Monday, May 26, 2008
GREENVILLE – As I drove my pickup past the gas station this week on my way to work, the sign read $3.88 per gallon. The truck was still running on $3.66-per-gallon fuel, so I drove slowly and tried to keep my foot off the brake.
I had just watched a segment on one of the morning news shows about how you can save fuel by slowing down and staying off the brake.
The technique does seem to work, though. I don't think I used more than one gallon of gasoline the entire 10 miles. And except for the long line of angry motorists behind me, driving slowly was not a bad experience. It makes you think about patience.
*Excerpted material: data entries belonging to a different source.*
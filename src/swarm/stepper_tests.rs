#[cfg(test)]
mod tests {
    use crate::swarm::config::SimConfig;
    use crate::swarm::fixed_math::{FixedNum, FixedVec2};
    use crate::swarm::stepper::SwarmState;

    fn seeded_state(seed: u64) -> SwarmState {
        let config = SimConfig {
            seed: Some(seed),
            ..SimConfig::default()
        };
        SwarmState::new(config.to_params())
    }

    fn dist_to(state: &SwarmState, idx: usize, x: f32, y: f32) -> f32 {
        let (px, py) = state.agents()[idx].pos.to_f32();
        ((px - x).powi(2) + (py - y).powi(2)).sqrt()
    }

    #[test]
    fn test_init_creates_count_agents_inside_bounds() {
        let mut state = seeded_state(1);
        state.init(128, FixedNum::from_num(600.0), FixedNum::from_num(400.0));

        assert_eq!(state.agents().len(), 128);
        for agent in state.agents() {
            let (x, y) = agent.pos.to_f32();
            assert!((0.0..600.0).contains(&x), "x {} out of bounds", x);
            assert!((0.0..400.0).contains(&y), "y {} out of bounds", y);
            assert_eq!(agent.vel, FixedVec2::ZERO);
            assert!(!agent.reached);
        }
    }

    #[test]
    fn test_init_is_reproducible_for_a_seed() {
        let mut a = seeded_state(77);
        let mut b = seeded_state(77);
        a.init(64, FixedNum::from_num(600.0), FixedNum::from_num(400.0));
        b.init(64, FixedNum::from_num(600.0), FixedNum::from_num(400.0));
        for (left, right) in a.agents().iter().zip(b.agents()) {
            assert_eq!(left.pos, right.pos, "seeded init must be reproducible");
        }
    }

    #[test]
    fn test_set_target_clears_reached_flags() {
        let mut state = seeded_state(2);
        state.init(16, FixedNum::from_num(600.0), FixedNum::from_num(400.0));
        state.set_target(FixedVec2::from_f32(300.0, 200.0));
        for _ in 0..500 {
            if state.step() {
                break;
            }
        }
        assert!(state.all_reached(), "swarm should have converged first");

        // Moving the target restarts convergence from current positions.
        state.set_target(FixedVec2::from_f32(50.0, 50.0));
        assert!(
            !state.all_reached(),
            "a fresh target away from the swarm must clear reached flags"
        );
    }

    #[test]
    fn test_single_agent_converges_within_500_ticks() {
        // accel 0.2, max speed 5, radius 12: from any start in a 600x400
        // world the agent must arrive in well under 500 ticks.
        let mut state = seeded_state(3);
        state.init(1, FixedNum::from_num(600.0), FixedNum::from_num(400.0));
        state.set_target(FixedVec2::from_f32(300.0, 200.0));

        let mut ticks = 0;
        while !state.step() {
            ticks += 1;
            assert!(ticks < 500, "agent failed to converge within 500 ticks");
        }
        assert!(
            dist_to(&state, 0, 300.0, 200.0) < 15.0,
            "converged agent should rest near the target"
        );
    }

    #[test]
    fn test_arrival_damps_velocity_by_nine_sixteenths() {
        let mut state = seeded_state(4);
        state.init(1, FixedNum::from_num(600.0), FixedNum::from_num(400.0));
        state.set_target(FixedVec2::from_f32(300.0, 200.0));

        let mut arrival_vel = None;
        for _ in 0..500 {
            let vel_before = state.agents()[0].vel;
            state.step();
            if state.agents()[0].reached {
                arrival_vel = Some(vel_before);
                break;
            }
        }
        let vel_before = arrival_vel.expect("agent never arrived");
        let damping = FixedNum::from_num(9.0) / FixedNum::from_num(16.0);
        assert_eq!(
            state.agents()[0].vel,
            vel_before * damping,
            "arrival tick must scale velocity by exactly 9/16"
        );
    }

    #[test]
    fn test_reached_agents_are_skipped() {
        let mut state = seeded_state(5);
        state.init(1, FixedNum::from_num(600.0), FixedNum::from_num(400.0));
        state.set_target(FixedVec2::from_f32(300.0, 200.0));
        while !state.step() {}

        let frozen = state.agents()[0].pos;
        state.step();
        state.step();
        assert_eq!(state.agents()[0].pos, frozen, "reached agents must not move");
    }

    #[test]
    fn test_positions_stay_clamped_to_world() {
        // A target far outside the world drags agents against the border;
        // clamping must hold them inside.
        let mut state = seeded_state(6);
        state.init(8, FixedNum::from_num(100.0), FixedNum::from_num(100.0));
        state.set_target(FixedVec2::from_f32(10_000.0, 10_000.0));
        for _ in 0..200 {
            state.step();
        }
        for agent in state.agents() {
            let (x, y) = agent.pos.to_f32();
            assert!((0.0..=100.0).contains(&x), "x {} escaped the world", x);
            assert!((0.0..=100.0).contains(&y), "y {} escaped the world", y);
        }
    }

    #[test]
    fn test_spatial_sort_preserves_identity() {
        let mut state = seeded_state(7);
        state.init(64, FixedNum::from_num(600.0), FixedNum::from_num(400.0));
        state.set_target(FixedVec2::from_f32(300.0, 200.0));
        for _ in 0..10 {
            state.step();
        }
        let mut ids: Vec<u32> = state.agents().iter().map(|a| a.id).collect();
        ids.sort_unstable();
        let expected: Vec<u32> = (0..64).collect();
        assert_eq!(ids, expected, "every id must survive the per-tick sort");
    }

    #[test]
    fn test_frame_buffer_is_slotted_by_id() {
        let mut state = seeded_state(8);
        state.init(32, FixedNum::from_num(600.0), FixedNum::from_num(400.0));
        state.set_target(FixedVec2::from_f32(300.0, 200.0));
        for _ in 0..25 {
            state.step();
        }

        let buffer = state.frame_buffer();
        assert_eq!(buffer.len(), 32 * 3);
        for agent in state.agents() {
            let slot = agent.id as usize * 3;
            let (x, y) = agent.pos.to_f32();
            assert_eq!(buffer[slot], x);
            assert_eq!(buffer[slot + 1], y);
            assert_eq!(buffer[slot + 2], if agent.reached { 1.0 } else { 0.0 });
        }
    }

    #[test]
    fn test_step_is_deterministic_across_runs() {
        let run = |seed: u64| -> Vec<f32> {
            let mut state = seeded_state(seed);
            state.init(100, FixedNum::from_num(600.0), FixedNum::from_num(400.0));
            state.set_target(FixedVec2::from_f32(300.0, 200.0));
            for _ in 0..50 {
                state.step();
            }
            state.frame_buffer()
        };
        assert_eq!(run(99), run(99), "same seed must replay bit-identically");
    }

    #[test]
    fn test_swarm_converges_with_cohesion_enabled() {
        let mut state = seeded_state(10);
        state.init(32, FixedNum::from_num(600.0), FixedNum::from_num(400.0));
        state.set_target(FixedVec2::from_f32(300.0, 200.0));

        let mut converged = false;
        for _ in 0..3000 {
            if state.step() {
                converged = true;
                break;
            }
        }
        assert!(converged, "full swarm should converge under the default tuning");
    }

    #[test]
    fn test_empty_swarm_reports_all_reached() {
        let mut state = seeded_state(11);
        state.init(0, FixedNum::from_num(600.0), FixedNum::from_num(400.0));
        assert!(state.step(), "an empty swarm is vacuously converged");
    }
}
If anything good comes out of the skyrocketing cost of oil and gasoline, it might be that it will force everyone to slow down and become more patient.
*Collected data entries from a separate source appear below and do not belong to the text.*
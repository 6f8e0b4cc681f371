//! Deterministic fixed-point mathematics for the swarm simulation.
//!
//! All hot-path arithmetic runs on scaled integers so the simulation behaves
//! identically on every platform and architecture. Conversion to floating
//! point happens only at the protocol boundary when a tick frame is built.

use fixed::types::I54F10;

pub use vec2::FixedVec2;

mod vec2;

/// Fixed-point number type used throughout the simulation.
///
/// Uses I54F10 format: 54 bits for the integer part, 10 bits for the fractional
/// part (scale factor 1024, resolution 1/1024). World bounds are capped well
/// below the point where squared distances could overflow the raw i64.
pub type FixedNum = I54F10;

/// Number of fractional bits in [`FixedNum`].
pub const FRAC_BITS: u32 = 10;

/// Approximate square root of a fixed-point value.
///
/// Runs a Newton (Babylonian) integer square root over the raw scaled bits,
/// then shifts the result left by half the fractional shift to land back on
/// the fixed-point scale: sqrt(v * 1024) * 32 == sqrt(v) * 1024.
///
/// Non-positive inputs return zero.
pub fn sqrt_fixed(v: FixedNum) -> FixedNum {
    let bits = v.to_bits();
    if bits <= 0 {
        return FixedNum::ZERO;
    }
    FixedNum::from_bits(isqrt(bits) << (FRAC_BITS / 2))
}

/// Integer square root by Newton iteration. Returns floor(sqrt(n)).
fn isqrt(n: i64) -> i64 {
    if n <= 0 {
        return 0;
    }
    let mut x = n;
    let mut y = (x + 1) / 2;
    while y < x {
        x = y;
        y = (x + n / x) / 2;
    }
    x
}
As I snaked through town with what looked like a funeral procession behind me, I thought about my grandfather, Wheeler Walters, who led more than a few funeral processions during his 86 years.
Not just because he drove slowly, but also because he owned and operated a funeral home.
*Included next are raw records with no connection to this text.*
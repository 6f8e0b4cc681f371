//! Command protocol boundary for the simulation core.
//!
//! The core runs on one dedicated thread and owns all simulation state;
//! the host talks to it exclusively through message passing. Command
//! handling is run-to-completion - no command starts before the previous
//! one finishes, so the core needs no locking. The tick frame produced by
//! `update` is moved through the channel, never copied, and the core keeps
//! no reference to it afterwards.

use std::sync::mpsc::{self, Receiver, Sender};
use std::thread::{self, JoinHandle};

use thiserror::Error;
use tracing::{debug, info};

use super::config::SimConfig;
use super::fixed_math::{FixedNum, FixedVec2};
use super::stepper::SwarmState;

/// Upper bound on the agent population accepted by `init`.
pub const MAX_AGENTS: usize = 262_144;

/// Upper bound on either world dimension, in world units. Keeps squared
/// distances comfortably inside the raw i64 fixed-point arithmetic.
pub const MAX_WORLD_UNITS: f32 = 32_768.0;

/// The closed set of operations the host can issue.
#[derive(Debug, Clone, PartialEq)]
pub enum Command {
    /// Recreate exactly `count` agents at rest, uniformly placed inside
    /// [0, width) x [0, height).
    Init { count: usize, width: f32, height: f32 },
    /// Move the shared target and clear every agent's reached flag.
    SetTarget { x: f32, y: f32 },
    /// Run exactly one tick and return a frame. No internal timer: the host
    /// owns all cadence decisions.
    Update,
    /// Stop the worker loop. Sent automatically when the handle drops.
    Shutdown,
}

/// Output of one tick: interleaved (x, y, reached) triples in real-valued
/// units plus the aggregate convergence flag. Ownership transfers to the
/// host; the core does not retain or mutate the buffer.
#[derive(Debug, Clone, PartialEq)]
pub struct TickFrame {
    pub buffer: Vec<f32>,
    pub all_reached: bool,
}

/// Explicit errors at the protocol boundary. Inside the tick the core is
/// total (clamps and guards, no failure paths); only invalid commands and a
/// dead worker are reportable conditions.
#[derive(Debug, Error, PartialEq)]
pub enum SwarmError {
    #[error("init rejected: {count} agents exceeds the limit of {}", MAX_AGENTS)]
    TooManyAgents { count: usize },
    #[error("init rejected: world {width}x{height} outside [1, {}] per axis", MAX_WORLD_UNITS)]
    InvalidBounds { width: f32, height: f32 },
    #[error("target ({x}, {y}) is not finite or outside +-{}", MAX_WORLD_UNITS)]
    InvalidTarget { x: f32, y: f32 },
    #[error("update issued before init")]
    NotInitialized,
    #[error("worker reply did not match the command")]
    ProtocolViolation,
    #[error("worker thread disconnected")]
    Disconnected,
}

enum Reply {
    Ack,
    Frame(TickFrame),
}

/// Host-side handle to the worker thread.
///
/// Every method is a synchronous request/reply pair; issuing the next
/// command only after the previous reply is the caller's backpressure.
pub struct SwarmHandle {
    commands: Sender<Command>,
    replies: Receiver<Result<Reply, SwarmError>>,
    thread: Option<JoinHandle<()>>,
}

impl SwarmHandle {
    /// Spawns the dedicated worker thread.
    pub fn spawn(config: SimConfig) -> std::io::Result<Self> {
        let (command_tx, command_rx) = mpsc::channel();
        let (reply_tx, reply_rx) = mpsc::channel();
        let thread = thread::Builder::new()
            .name("swarm-worker".into())
            .spawn(move || worker_loop(config, command_rx, reply_tx))?;
        Ok(Self {
            commands: command_tx,
            replies: reply_rx,
            thread: Some(thread),
        })
    }

    pub fn init(&self, count: usize, width: f32, height: f32) -> Result<(), SwarmError> {
        match self.request(Command::Init { count, width, height })? {
            Reply::Ack => Ok(()),
            Reply::Frame(_) => Err(SwarmError::ProtocolViolation),
        }
    }

    pub fn set_target(&self, x: f32, y: f32) -> Result<(), SwarmError> {
        match self.request(Command::SetTarget { x, y })? {
            Reply::Ack => Ok(()),
            Reply::Frame(_) => Err(SwarmError::ProtocolViolation),
        }
    }

    /// Runs exactly one tick. The returned frame is owned by the caller.
    pub fn update(&self) -> Result<TickFrame, SwarmError> {
        match self.request(Command::Update)? {
            Reply::Frame(frame) => Ok(frame),
            Reply::Ack => Err(SwarmError::ProtocolViolation),
        }
    }

    fn request(&self, command: Command) -> Result<Reply, SwarmError> {
        self.commands
            .send(command)
            .map_err(|_| SwarmError::Disconnected)?;
        self.replies.recv().map_err(|_| SwarmError::Disconnected)?
    }
}

impl Drop for SwarmHandle {
    fn drop(&mut self) {
        let _ = self.commands.send(Command::Shutdown);
        if let Some(thread) = self.thread.take() {
            let _ = thread.join();
        }
    }
}

fn worker_loop(
    config: SimConfig,
    commands: Receiver<Command>,
    replies: Sender<Result<Reply, SwarmError>>,
) {
    // The worker owns the entire simulation state for its whole lifetime.
    // Init replaces the agent population but the shared target persists: it
    // is only ever mutated by SetTarget.
    let mut state = SwarmState::new(config.to_params());
    let mut initialized = false;
    info!("Swarm worker started");

    while let Ok(command) = commands.recv() {
        if command == Command::Shutdown {
            break;
        }
        let reply = handle_command(&mut state, &mut initialized, command);
        if replies.send(reply).is_err() {
            // Host side hung up; nothing left to serve.
            break;
        }
    }
    info!("Swarm worker stopped");
}

fn handle_command(
    state: &mut SwarmState,
    initialized: &mut bool,
    command: Command,
) -> Result<Reply, SwarmError> {
    match command {
        Command::Init { count, width, height } => {
            if count > MAX_AGENTS {
                return Err(SwarmError::TooManyAgents { count });
            }
            if !bounds_valid(width) || !bounds_valid(height) {
                return Err(SwarmError::InvalidBounds { width, height });
            }
            state.init(count, FixedNum::from_num(width), FixedNum::from_num(height));
            *initialized = true;
            debug!(count, width, height, "Initialized swarm");
            Ok(Reply::Ack)
        }
        Command::SetTarget { x, y } => {
            if !target_valid(x) || !target_valid(y) {
                return Err(SwarmError::InvalidTarget { x, y });
            }
            state.set_target(FixedVec2::from_f32(x, y));
            debug!(x, y, "Target moved");
            Ok(Reply::Ack)
        }
        Command::Update => {
            if !*initialized {
                return Err(SwarmError::NotInitialized);
            }
            let all_reached = state.step();
            Ok(Reply::Frame(TickFrame {
                buffer: state.frame_buffer(),
                all_reached,
            }))
        }
        // Intercepted by the worker loop before dispatch.
        Command::Shutdown => Ok(Reply::Ack),
    }
}

fn bounds_valid(extent: f32) -> bool {
    // At least one full world unit per axis: a sub-unit extent can round to
    // zero fixed-point bits, leaving init with an empty placement range.
    extent.is_finite() && (1.0..=MAX_WORLD_UNITS).contains(&extent)
}

fn target_valid(coord: f32) -> bool {
    // Finite alone is not enough either: f32 reaches far beyond what the
    // fixed-point conversion can represent without panicking.
    coord.is_finite() && coord.abs() <= MAX_WORLD_UNITS
}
If Wheeler Walters were still alive, I wondered, what might he say about $3.88 gasoline? Likely nothing. He'd tell a story about how he managed to keep food on his family's table during the Great Depression and still have a little left over for coffee and sugar.
Wheeler earned patience growing up on his grandfather's farm in Tennessee. He told a story about his grandfather sending him to the mill on a mule with a sack of corn to be ground, and strict instructions to wait for the meal to come back.
It was quicker and easier to swap the corn for some that was already ground, but Wheeler's grandfather was particular about his cornmeal and handpicked the corn for it.
"I figured cornmeal was cornmeal," Wheeler said, "so I swapped it out and went swimming in the creek."
That night at the supper table, his grandfather took one bite of cornbread and gave young Wheeler a verbal thrashing for disobeying his orders. Helping his grandmother with the dishes later, Wheeler told her the cornbread had tasted the same to him as any he'd ever had, and he wondered aloud how his grandfather's taste buds could be so sensitive.
She laughed and revealed that his grandfather had known the cornmeal had come from someone else's corn the minute he took the sack off the mule. Had the cornmeal been freshly ground, she said, the sack would have been warm.
A day after that slower drive to work, I saw that gasoline was up to $3.95 per gallon and I wondered what kind of stories my kids might tell their grandchildren some day. I'm thinking maybe they won't be so much different from the ones Wheeler told. Because the way things are going, we may soon get back to hauling corn on mules.